Long-term (vector + structured)
- Episodic: past interactions indexed by embedding; retrieved by semantic query. Use vector DB (Pinecone, Milvus, pgvector).
- Semantic: distilled facts ("user prefers markdown"). Store as key-value with confidence scores.
- Procedural: learned tool sequences cached as skills.

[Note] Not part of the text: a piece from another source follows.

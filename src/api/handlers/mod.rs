pub mod checkout;
pub mod cron;
pub mod public;
pub mod root;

Writing to long-term memory is the hard part. Agents typically write too much (every turn → noise) or too little (nothing persists). Solutions: reflection-gated writes (LLM decides "worth remembering?"), TTL on low-confidence memories, periodic consolidation.
Shared memory
For multi-agent systems, a shared scratchpad (Google Doc-like) or event log lets agents coordinate. Durable store (Postgres row per thread) beats in-process maps for reliability across retries.
MCP, A2A, and interop
Model Context Protocol (MCP)
Anthropic open-sourced MCP in late 2024 as a standard for connecting LLMs to tools and data sources. Architecture: MCP servers (local or remote) expose tools, resources, and prompts; MCP clients (Claude Desktop, IDEs, agents) consume them over JSON-RPC stdio or HTTP+SSE. Wins: tool reuse across models, local filesystem access, structured resource URIs.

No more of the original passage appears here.